** Your objective **
Those lines of the data that hold the word "loop" are to be copied out.

** Recorded data **
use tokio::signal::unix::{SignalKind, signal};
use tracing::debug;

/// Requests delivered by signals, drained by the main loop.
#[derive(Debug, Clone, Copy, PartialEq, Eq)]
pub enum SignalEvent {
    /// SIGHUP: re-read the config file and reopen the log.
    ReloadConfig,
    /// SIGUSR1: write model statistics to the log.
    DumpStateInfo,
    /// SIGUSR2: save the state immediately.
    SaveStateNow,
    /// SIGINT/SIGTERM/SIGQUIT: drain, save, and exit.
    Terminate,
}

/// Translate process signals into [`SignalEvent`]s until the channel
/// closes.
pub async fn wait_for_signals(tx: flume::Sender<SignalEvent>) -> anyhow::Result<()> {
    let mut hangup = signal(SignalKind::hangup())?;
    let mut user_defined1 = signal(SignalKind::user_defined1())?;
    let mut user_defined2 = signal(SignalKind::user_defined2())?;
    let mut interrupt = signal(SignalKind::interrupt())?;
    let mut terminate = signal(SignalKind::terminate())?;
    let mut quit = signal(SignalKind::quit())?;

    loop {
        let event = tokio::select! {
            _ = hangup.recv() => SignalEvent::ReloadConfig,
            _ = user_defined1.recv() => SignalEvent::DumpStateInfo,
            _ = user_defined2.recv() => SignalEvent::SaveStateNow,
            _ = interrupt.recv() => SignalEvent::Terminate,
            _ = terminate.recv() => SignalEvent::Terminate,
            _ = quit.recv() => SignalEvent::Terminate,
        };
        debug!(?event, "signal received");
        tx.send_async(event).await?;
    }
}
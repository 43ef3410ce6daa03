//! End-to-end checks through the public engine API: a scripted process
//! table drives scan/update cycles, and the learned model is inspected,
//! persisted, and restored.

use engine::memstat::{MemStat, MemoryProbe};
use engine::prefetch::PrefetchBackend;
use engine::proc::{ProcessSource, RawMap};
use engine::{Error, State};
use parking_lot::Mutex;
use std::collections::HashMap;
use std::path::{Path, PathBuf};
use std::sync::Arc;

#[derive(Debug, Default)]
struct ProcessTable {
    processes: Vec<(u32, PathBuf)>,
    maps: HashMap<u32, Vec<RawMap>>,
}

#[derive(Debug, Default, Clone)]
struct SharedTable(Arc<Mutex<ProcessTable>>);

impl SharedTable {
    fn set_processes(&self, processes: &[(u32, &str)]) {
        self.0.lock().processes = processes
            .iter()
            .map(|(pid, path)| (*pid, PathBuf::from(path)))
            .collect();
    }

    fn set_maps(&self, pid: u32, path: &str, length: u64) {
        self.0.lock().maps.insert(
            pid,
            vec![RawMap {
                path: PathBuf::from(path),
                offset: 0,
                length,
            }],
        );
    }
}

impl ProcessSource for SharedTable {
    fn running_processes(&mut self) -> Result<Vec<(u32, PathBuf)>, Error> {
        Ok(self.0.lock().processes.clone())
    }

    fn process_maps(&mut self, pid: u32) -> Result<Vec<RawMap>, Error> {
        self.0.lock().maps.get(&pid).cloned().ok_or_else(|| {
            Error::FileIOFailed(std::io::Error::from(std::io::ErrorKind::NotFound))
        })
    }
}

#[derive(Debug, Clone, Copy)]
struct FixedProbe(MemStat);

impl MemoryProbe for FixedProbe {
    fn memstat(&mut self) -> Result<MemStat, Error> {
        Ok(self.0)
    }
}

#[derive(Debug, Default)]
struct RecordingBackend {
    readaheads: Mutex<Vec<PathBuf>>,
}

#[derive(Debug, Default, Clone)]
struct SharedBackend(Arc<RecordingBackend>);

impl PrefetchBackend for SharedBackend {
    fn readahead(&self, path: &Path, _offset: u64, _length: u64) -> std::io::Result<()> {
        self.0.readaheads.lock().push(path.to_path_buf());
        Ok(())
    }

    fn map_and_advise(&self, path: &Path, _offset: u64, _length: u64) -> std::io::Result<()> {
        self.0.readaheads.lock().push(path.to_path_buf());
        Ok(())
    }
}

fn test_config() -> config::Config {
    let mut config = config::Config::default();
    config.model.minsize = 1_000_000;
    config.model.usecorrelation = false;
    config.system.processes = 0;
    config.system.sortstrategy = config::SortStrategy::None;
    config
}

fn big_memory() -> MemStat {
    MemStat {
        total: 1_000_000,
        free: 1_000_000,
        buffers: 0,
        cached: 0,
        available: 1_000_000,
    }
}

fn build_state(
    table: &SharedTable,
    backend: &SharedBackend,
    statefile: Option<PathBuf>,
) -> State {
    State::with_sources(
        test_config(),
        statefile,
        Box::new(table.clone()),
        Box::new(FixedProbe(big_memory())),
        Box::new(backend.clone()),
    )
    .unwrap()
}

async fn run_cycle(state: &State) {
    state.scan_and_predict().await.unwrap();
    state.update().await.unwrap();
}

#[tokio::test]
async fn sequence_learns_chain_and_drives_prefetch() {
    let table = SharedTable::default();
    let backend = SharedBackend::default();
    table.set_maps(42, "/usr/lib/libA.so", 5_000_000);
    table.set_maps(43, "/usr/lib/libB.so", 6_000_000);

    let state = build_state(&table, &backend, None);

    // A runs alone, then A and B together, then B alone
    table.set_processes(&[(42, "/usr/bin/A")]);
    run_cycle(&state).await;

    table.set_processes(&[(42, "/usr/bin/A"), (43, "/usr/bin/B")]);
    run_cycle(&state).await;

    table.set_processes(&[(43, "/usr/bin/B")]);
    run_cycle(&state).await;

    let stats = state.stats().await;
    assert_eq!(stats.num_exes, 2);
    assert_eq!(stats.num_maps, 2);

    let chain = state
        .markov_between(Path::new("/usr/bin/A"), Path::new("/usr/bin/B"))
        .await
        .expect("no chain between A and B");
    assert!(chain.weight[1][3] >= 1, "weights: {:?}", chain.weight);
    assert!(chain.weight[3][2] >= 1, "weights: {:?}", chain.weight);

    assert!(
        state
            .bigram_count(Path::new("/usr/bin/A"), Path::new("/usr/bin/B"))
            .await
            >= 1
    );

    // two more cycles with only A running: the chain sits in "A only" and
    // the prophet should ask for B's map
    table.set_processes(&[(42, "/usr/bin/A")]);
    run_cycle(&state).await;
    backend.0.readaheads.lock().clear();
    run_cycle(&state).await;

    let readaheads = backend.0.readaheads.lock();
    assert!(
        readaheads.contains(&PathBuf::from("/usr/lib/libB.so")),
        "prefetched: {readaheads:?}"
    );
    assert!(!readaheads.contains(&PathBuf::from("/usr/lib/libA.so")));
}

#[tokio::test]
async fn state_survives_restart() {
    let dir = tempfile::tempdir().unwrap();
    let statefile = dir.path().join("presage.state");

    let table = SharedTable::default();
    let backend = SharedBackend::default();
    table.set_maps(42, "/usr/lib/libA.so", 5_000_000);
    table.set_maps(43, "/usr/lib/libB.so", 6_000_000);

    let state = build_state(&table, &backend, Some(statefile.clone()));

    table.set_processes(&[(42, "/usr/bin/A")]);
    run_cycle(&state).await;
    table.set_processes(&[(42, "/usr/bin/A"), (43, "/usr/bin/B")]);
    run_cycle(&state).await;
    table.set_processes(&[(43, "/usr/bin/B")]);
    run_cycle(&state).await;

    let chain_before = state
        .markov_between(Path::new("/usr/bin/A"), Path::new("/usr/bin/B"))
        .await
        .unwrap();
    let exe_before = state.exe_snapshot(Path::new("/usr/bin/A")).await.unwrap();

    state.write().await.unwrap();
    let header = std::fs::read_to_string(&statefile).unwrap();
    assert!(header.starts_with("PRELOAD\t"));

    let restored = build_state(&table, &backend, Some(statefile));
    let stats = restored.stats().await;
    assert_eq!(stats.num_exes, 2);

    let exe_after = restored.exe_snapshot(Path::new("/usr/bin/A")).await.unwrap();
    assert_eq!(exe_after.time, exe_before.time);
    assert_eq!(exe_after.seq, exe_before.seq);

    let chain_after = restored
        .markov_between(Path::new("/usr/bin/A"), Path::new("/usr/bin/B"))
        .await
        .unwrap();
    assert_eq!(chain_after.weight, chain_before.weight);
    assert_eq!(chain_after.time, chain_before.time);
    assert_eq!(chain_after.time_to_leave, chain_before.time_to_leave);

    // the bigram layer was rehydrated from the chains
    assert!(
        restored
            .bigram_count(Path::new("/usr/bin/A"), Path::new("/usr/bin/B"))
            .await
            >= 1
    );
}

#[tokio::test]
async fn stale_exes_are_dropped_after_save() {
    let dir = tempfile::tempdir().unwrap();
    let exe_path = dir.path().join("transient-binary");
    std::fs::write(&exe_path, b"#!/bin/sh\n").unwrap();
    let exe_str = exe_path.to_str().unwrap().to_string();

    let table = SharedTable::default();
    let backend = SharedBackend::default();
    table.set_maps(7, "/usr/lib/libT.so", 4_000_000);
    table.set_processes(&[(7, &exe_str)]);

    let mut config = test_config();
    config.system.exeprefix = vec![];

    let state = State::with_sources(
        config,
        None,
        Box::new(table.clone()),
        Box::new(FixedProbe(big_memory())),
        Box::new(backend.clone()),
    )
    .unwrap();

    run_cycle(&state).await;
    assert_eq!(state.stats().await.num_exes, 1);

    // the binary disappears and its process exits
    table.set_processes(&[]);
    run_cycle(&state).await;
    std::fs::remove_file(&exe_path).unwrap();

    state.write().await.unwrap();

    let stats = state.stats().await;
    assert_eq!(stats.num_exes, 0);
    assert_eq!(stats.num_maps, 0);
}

** Response to the exercise **
/// Requests delivered by signals, drained by the main loop.
    loop {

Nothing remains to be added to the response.